● **TASK DESCRIPTION**:
Your whole answer should be the number of lines in the material below that include the word "Value".

>>

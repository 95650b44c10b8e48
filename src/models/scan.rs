use chrono::NaiveDateTime;
use diesel::prelude::*;
use serde::Serialize;
use uuid::Uuid;

/// One recorded scan. The recognized payload is stored as JSON text so the
/// history endpoint can replay what the recognizer reported at the time.
#[derive(Debug, Clone, Queryable, Selectable, Serialize)]
#[diesel(table_name = crate::schema::scan_records)]
#[diesel(check_for_backend(diesel::pg::Pg))]
pub struct ScanRecord {
    pub id: i32,
    pub user_id: i32,
    pub scan_id: Uuid,
    pub mode: String,
    pub recognized: String,
    pub created_at: NaiveDateTime,
}

impl ScanRecord {
    pub fn to_response(&self) -> serde_json::Value {
        serde_json::json!({
            "id": self.id,
            "scan_id": self.scan_id,
            "mode": self.mode,
            "recognized": serde_json::from_str::<serde_json::Value>(&self.recognized)
                .unwrap_or(serde_json::Value::Null),
            "created_at": self.created_at,
        })
    }
}

#[derive(Debug, Insertable)]
#[diesel(table_name = crate::schema::scan_records)]
pub struct NewScanRecord {
    pub user_id: i32,
    pub scan_id: Uuid,
    pub mode: String,
    pub recognized: String,
}

#[cfg(test)]
mod tests {
    use super::*;
    use chrono::Utc;

    #[test]
    fn response_decodes_stored_payload() {
        let record = ScanRecord {
            id: 1,
            user_id: 1,
            scan_id: Uuid::new_v4(),
            mode: "single".to_string(),
            recognized: r#"{"item":{"name":"Apple"}}"#.to_string(),
            created_at: Utc::now().naive_utc(),
        };
        let json = record.to_response();
        assert_eq!(json["recognized"]["item"]["name"], "Apple");
    }

    #[test]
    fn corrupt_stored_payload_degrades_to_null() {
        let record = ScanRecord {
            id: 2,
            user_id: 1,
            scan_id: Uuid::new_v4(),
            mode: "multi".to_string(),
            recognized: "{broken".to_string(),
            created_at: Utc::now().naive_utc(),
        };
        assert!(record.to_response()["recognized"].is_null());
    }
}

<<

● **OUTPUT OF THE TASK**:
3